Le groupe a mis dans la balance ses 20.000 salariés en France, affirmant que nationaliser Florange serait de nature à remettre en cause la présence du numéro un mondial de l'acier dans l'Hexagone.
"Mittal, on le connaît très bien, il ne connaît que le rapport de force", a déclaré M. Martin.
Plusieurs voix ont toutefois appelé à la mesure dans les déclarations publiques.
La députée UMP de Moselle Anne Grommerch soutient la nationalisation mais a reproché les "propos offensants" de M. Montebourg à l'égard du groupe, qui "risque ainsi de compromettre toute possibilité de négociations". Les membres de la famille Mittal se sont dits "extrêmement choqués" par ces attaques.

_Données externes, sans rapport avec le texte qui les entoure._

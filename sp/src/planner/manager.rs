//! PlannerManager - actor that owns the Planner
//!
//! One task owns the state machine. User commands, host messages and timer
//! firings are all serialized through it, and each resulting snapshot is
//! published on a watch channel for the view.

use std::sync::Arc;

use tokio::sync::{mpsc, oneshot, watch};
use tokio::task::JoinSet;
use tracing::{debug, info, warn};

use crate::host::{HostConnection, HostPort, Subscription};

use super::machine::{Effect, Planner, PlannerSettings, Timer};
use super::messages::{PlannerCommand, PlannerError, PlannerResponse};
use super::state::PlannerState;

/// Handle to send commands to the planner actor
#[derive(Clone)]
pub struct PlannerManager {
    tx: mpsc::Sender<PlannerCommand>,
    snapshot_rx: watch::Receiver<PlannerState>,
}

impl PlannerManager {
    /// Mount a planner on `connection` and spawn its actor
    pub fn spawn(settings: PlannerSettings, connection: HostConnection) -> Self {
        debug!(mode = %connection.mode(), "PlannerManager::spawn: called");
        let (mode, port, subscription) = connection.into_parts();

        let mut planner = Planner::new(settings);
        planner.mount(mode);

        let (tx, rx) = mpsc::channel(64);
        let (snapshot_tx, snapshot_rx) = watch::channel(planner.state().clone());

        let actor = Actor {
            planner,
            port,
            snapshot_tx,
            timers: JoinSet::new(),
            timer_tx: None,
        };
        tokio::spawn(actor.run(rx, subscription));

        info!(%mode, "PlannerManager spawned");
        Self { tx, snapshot_rx }
    }

    /// Subscribe to state snapshots
    pub fn subscribe(&self) -> watch::Receiver<PlannerState> {
        self.snapshot_rx.clone()
    }

    /// Latest published state
    pub fn snapshot(&self) -> PlannerState {
        self.snapshot_rx.borrow().clone()
    }

    /// Add an item; the new item's ID on success
    pub async fn add_item(&self, label: impl Into<String>, hours: Option<f64>) -> PlannerResponse<String> {
        let label = label.into();
        debug!(%label, ?hours, "add_item: called");
        let (reply_tx, reply_rx) = oneshot::channel();
        self.tx
            .send(PlannerCommand::AddItem {
                label,
                hours,
                reply: reply_tx,
            })
            .await
            .map_err(|_| PlannerError::ChannelError)?;
        reply_rx.await.map_err(|_| PlannerError::ChannelError)?
    }

    /// Toggle an item; false if no such item
    pub async fn toggle_item(&self, id: &str) -> PlannerResponse<bool> {
        debug!(%id, "toggle_item: called");
        let (reply_tx, reply_rx) = oneshot::channel();
        self.tx
            .send(PlannerCommand::ToggleItem {
                id: id.to_string(),
                reply: reply_tx,
            })
            .await
            .map_err(|_| PlannerError::ChannelError)?;
        reply_rx.await.map_err(|_| PlannerError::ChannelError)?
    }

    /// Remove an item; false if no such item
    pub async fn remove_item(&self, id: &str) -> PlannerResponse<bool> {
        debug!(%id, "remove_item: called");
        let (reply_tx, reply_rx) = oneshot::channel();
        self.tx
            .send(PlannerCommand::RemoveItem {
                id: id.to_string(),
                reply: reply_tx,
            })
            .await
            .map_err(|_| PlannerError::ChannelError)?;
        reply_rx.await.map_err(|_| PlannerError::ChannelError)?
    }

    /// Start a save of the current list
    pub async fn save(&self) -> PlannerResponse<()> {
        debug!("save: called");
        let (reply_tx, reply_rx) = oneshot::channel();
        self.tx
            .send(PlannerCommand::Save { reply: reply_tx })
            .await
            .map_err(|_| PlannerError::ChannelError)?;
        reply_rx.await.map_err(|_| PlannerError::ChannelError)?
    }

    /// Tear the planner down and wait until it has let go of its resources
    pub async fn shutdown(&self) -> PlannerResponse<()> {
        debug!("shutdown: called");
        let (reply_tx, reply_rx) = oneshot::channel();
        self.tx
            .send(PlannerCommand::Shutdown { reply: reply_tx })
            .await
            .map_err(|_| PlannerError::ChannelError)?;
        reply_rx.await.map_err(|_| PlannerError::ChannelError)
    }
}

/// State owned by the actor task
struct Actor {
    planner: Planner,
    port: Option<Arc<dyn HostPort>>,
    snapshot_tx: watch::Sender<PlannerState>,
    timers: JoinSet<()>,
    timer_tx: Option<mpsc::UnboundedSender<Timer>>,
}

/// Reply to send once the command's effects have been applied
type DeferredReply = Box<dyn FnOnce() + Send>;

/// What the actor loop does after a command
enum Step {
    Continue(DeferredReply),
    /// Tear down, then acknowledge on this sender
    Stop(oneshot::Sender<()>),
}

impl Actor {
    async fn run(mut self, mut rx: mpsc::Receiver<PlannerCommand>, mut subscription: Option<Subscription>) {
        debug!("Actor::run: started");
        let (timer_tx, mut timer_rx) = mpsc::unbounded_channel();
        self.timer_tx = Some(timer_tx);

        // Effects queued by mount (READY)
        self.flush().await;

        let mut shutdown_reply = None;
        loop {
            tokio::select! {
                cmd = rx.recv() => {
                    let Some(cmd) = cmd else {
                        debug!("Actor::run: all handles dropped");
                        break;
                    };
                    match self.apply(cmd) {
                        Step::Continue(reply) => {
                            self.flush().await;
                            reply();
                        }
                        Step::Stop(reply) => {
                            debug!("Actor::run: shutdown requested");
                            shutdown_reply = Some(reply);
                            break;
                        }
                    }
                }
                inbound = recv_inbound(&mut subscription) => {
                    match inbound {
                        Some(message) => {
                            self.planner.handle_inbound(message);
                            self.flush().await;
                        }
                        None => {
                            info!("Host link closed");
                            subscription = None;
                        }
                    }
                }
                Some(timer) = timer_rx.recv() => {
                    self.planner.fire(timer);
                    self.flush().await;
                }
                Some(_) = self.timers.join_next(), if !self.timers.is_empty() => {}
            }
        }

        self.teardown();
        // Unsubscribe from the host
        drop(subscription);
        if let Some(reply) = shutdown_reply {
            let _ = reply.send(());
        }
        debug!("Actor::run: exiting");
    }

    /// Apply one command to the planner
    fn apply(&mut self, cmd: PlannerCommand) -> Step {
        let reply: DeferredReply = match cmd {
            PlannerCommand::AddItem { label, hours, reply } => {
                let result = self.planner.add_item(&label, hours).map_err(PlannerError::from);
                Box::new(move || {
                    let _ = reply.send(result);
                })
            }
            PlannerCommand::ToggleItem { id, reply } => {
                let found = self.planner.toggle_item(&id);
                Box::new(move || {
                    let _ = reply.send(Ok(found));
                })
            }
            PlannerCommand::RemoveItem { id, reply } => {
                let found = self.planner.remove_item(&id);
                Box::new(move || {
                    let _ = reply.send(Ok(found));
                })
            }
            PlannerCommand::Save { reply } => {
                self.planner.request_save();
                Box::new(move || {
                    let _ = reply.send(Ok(()));
                })
            }
            PlannerCommand::Shutdown { reply } => return Step::Stop(reply),
        };
        Step::Continue(reply)
    }

    /// Carry out queued effects and publish the new state
    async fn flush(&mut self) {
        for effect in self.planner.take_effects() {
            match effect {
                Effect::Post(message) => match &self.port {
                    Some(port) => {
                        if let Err(e) = port.post(&message).await {
                            warn!(kind = message.kind(), error = %e, "Failed to post to host");
                        }
                    }
                    None => debug!(kind = message.kind(), "Actor::flush: no host, dropping message"),
                },
                Effect::Schedule { after, timer } => {
                    let Some(tx) = self.timer_tx.clone() else {
                        continue;
                    };
                    debug!(?after, ?timer, "Actor::flush: scheduling timer");
                    self.timers.spawn(async move {
                        tokio::time::sleep(after).await;
                        let _ = tx.send(timer);
                    });
                }
            }
        }
        self.snapshot_tx.send_replace(self.planner.state().clone());
    }

    /// Release timers
    fn teardown(&mut self) {
        debug!(timers = self.timers.len(), "Actor::teardown: called");
        self.planner.teardown();
        self.timers.abort_all();
        self.timer_tx = None;
        info!("Planner torn down");
    }
}

/// Next host message; never resolves without a subscription
async fn recv_inbound(subscription: &mut Option<Subscription>) -> Option<crate::protocol::Inbound> {
    match subscription.as_mut() {
        Some(sub) => sub.recv().await,
        None => std::future::pending().await,
    }
}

Michel Delebarre, sénateur-maire de Dunkerque (Nord), où sont installés d'autres hauts-fourneaux d'ArcelorMittal, regrette des "déclarations à l'emporte-pièce".
Sur place, à Florange, "l'état d'esprit, c'est l'espoir quand même" chez les salariés interrogés par l'AFP.

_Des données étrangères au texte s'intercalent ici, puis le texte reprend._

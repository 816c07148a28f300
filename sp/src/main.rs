//! Study Planner - CLI entry point
//!
//! Launches the widget, the development host, or prints the configuration.

use std::fs;
use std::path::PathBuf;
use std::time::Duration;

use clap::Parser;
use colored::Colorize;
use eyre::{Context, Result};
use tokio::sync::mpsc;
use tracing::{debug, info};

use studyplanner::cli::{Cli, Command, get_log_path};
use studyplanner::config::Config;
use studyplanner::host::{self, DevHostConfig, HostActivity, HostConnection, listener, socket};
use studyplanner::planner::{PlannerManager, SaveMode};
use studyplanner::tui;

fn setup_logging(cli_log_level: Option<&str>, config_log_level: Option<&str>) -> Result<()> {
    // Logging isn't up yet, so nothing here can log
    let log_path = get_log_path();
    if let Some(log_dir) = log_path.parent() {
        fs::create_dir_all(log_dir).context("Failed to create log directory")?;
    }

    // Priority: CLI --log-level > config file > default (INFO)
    let level = match cli_log_level.or(config_log_level) {
        Some(s) => match s.to_uppercase().as_str() {
            "TRACE" => tracing::Level::TRACE,
            "DEBUG" => tracing::Level::DEBUG,
            "INFO" => tracing::Level::INFO,
            "WARN" | "WARNING" => tracing::Level::WARN,
            "ERROR" => tracing::Level::ERROR,
            _ => {
                eprintln!("Warning: Unknown log-level '{}', defaulting to INFO", s);
                tracing::Level::INFO
            }
        },
        None => tracing::Level::INFO,
    };

    let log_file = fs::File::create(&log_path).context("Failed to create log file")?;

    tracing_subscriber::fmt()
        .with_writer(log_file)
        .with_ansi(false)
        .with_env_filter(tracing_subscriber::EnvFilter::from_default_env().add_directive(level.into()))
        .init();

    info!("Logging initialized (level: {:?})", level);
    Ok(())
}

#[tokio::main]
async fn main() -> Result<()> {
    let cli = Cli::parse();

    // Load log level from config file early (before full config load)
    let config_log_level = Config::load_log_level(cli.config.as_ref());
    setup_logging(cli.log_level.as_deref(), config_log_level.as_deref()).context("Failed to setup logging")?;

    let config = Config::load(cli.config.as_ref()).context("Failed to load configuration")?;
    config.validate().context("Invalid configuration")?;

    debug!(command = ?cli.command, "main: dispatching command");
    match cli.command {
        Some(Command::Run { host_socket, save_mode }) => cmd_run(&config, host_socket, save_mode).await,
        Some(Command::Host {
            socket,
            email,
            data,
            reject_saves,
        }) => {
            let dev_config = DevHostConfig {
                email,
                data_file: data,
                reject_saves,
            };
            cmd_host(socket, dev_config).await
        }
        Some(Command::Config) => cmd_config(&config),
        None => {
            debug!("main: no command specified, launching widget");
            cmd_run(&config, None, None).await
        }
    }
}

/// Launch the widget, embedded if a host socket is known
async fn cmd_run(config: &Config, host_socket: Option<PathBuf>, save_mode: Option<SaveMode>) -> Result<()> {
    debug!(?host_socket, ?save_mode, "cmd_run: called");
    let mut settings = config.planner_settings()?;
    if let Some(mode) = save_mode {
        settings.save_mode = mode;
    }

    let connection = match host_socket.or_else(|| config.host.socket.clone()) {
        Some(path) => {
            let timeout = Duration::from_millis(config.host.connect_timeout_ms);
            socket::connect(&path, timeout)
                .await
                .context(format!("Failed to connect to host at {}", path.display()))?
        }
        None => {
            info!("No host socket configured, running standalone");
            HostConnection::standalone()
        }
    };

    let manager = PlannerManager::spawn(settings, connection);
    tui::run(manager).await
}

/// Run the development host until Ctrl+C
async fn cmd_host(socket_path: Option<PathBuf>, dev_config: DevHostConfig) -> Result<()> {
    debug!(?socket_path, ?dev_config, "cmd_host: called");
    let socket_path = socket_path.unwrap_or_else(host::default_socket_path);
    let listener = listener::create_listener_at(&socket_path)?;

    println!("{} {}", "Host listening on".bold(), socket_path.display().to_string().cyan());
    println!("  email: {}", dev_config.email);
    if let Some(data) = &dev_config.data_file {
        println!("  data:  {}", data.display());
    }
    if dev_config.reject_saves {
        println!("  {}", "saves will be rejected".yellow());
    }
    println!("Run `sp run --host-socket {}` to connect. Ctrl+C to stop.", socket_path.display());

    let (activity_tx, mut activity_rx) = mpsc::unbounded_channel();
    let printer = tokio::spawn(async move {
        while let Some(activity) = activity_rx.recv().await {
            print_activity(&activity);
        }
    });

    let shutdown = async {
        let _ = tokio::signal::ctrl_c().await;
    };
    let result = listener::serve(listener, dev_config, Some(activity_tx), shutdown).await;

    listener::cleanup_socket(&socket_path);
    let _ = printer.await;
    println!("{}", "Host stopped".dimmed());
    result
}

fn print_activity(activity: &HostActivity) {
    match activity {
        HostActivity::Connected => println!("{} widget connected", "●".green()),
        HostActivity::Received(kind) => println!("{} {}", "←".cyan(), kind),
        HostActivity::SentUserInfo { items } => {
            println!("{} USER_INFO ({} saved items)", "→".cyan(), items)
        }
        HostActivity::Saved { items } => println!("{} saved {} items", "✓".green(), items),
        HostActivity::SaveRejected { reason } => println!("{} save rejected: {}", "✗".red(), reason),
        HostActivity::Disconnected => println!("{} widget disconnected", "○".dimmed()),
    }
}

/// Print the effective configuration
fn cmd_config(config: &Config) -> Result<()> {
    debug!("cmd_config: called");
    let yaml = serde_yaml::to_string(config).context("Failed to serialize configuration")?;
    print!("{}", yaml);
    Ok(())
}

Le porte-parole des députés UDI Jean-Christophe Lagarde, estime lui que le gouvernement finira par "baisser les bras" malgré des "déclarations fracassantes".
La tonalité était plus ironique outre-Manche. En déplacement en Inde, Boris Johnson, le maire de Londres, où réside Lakshmi Mittal, a raillé l'idée de nationalisation.
"Les +sans-culotte+ semblent s'être emparés du gouvernement à Paris (...), je n'ai aucune hésitation à dire ici: +Venez à Londres, mes amis+" (en français dans le texte, ndlr), a-t-il lancé devant des hommes d'affaires indiens. "Venez dans la capitale mondiale des affaires."
Le gouvernement français a assuré ne pas craindre d'éventuels départs d'investisseurs. Le ministre de l'Economie, Pierre Moscovici, a reçu mardi des représentants des grands fonds d'investissement anglo-saxons (BlackRock, Morgan Stanley, JPMorgan ou Pioneer). "J'attendais des questions" sur Florange et "la surprise a été qu'il n'y en a pas eu", a-t-il dit. "Chacun peut comprendre que ce dossier est un dossier particulier".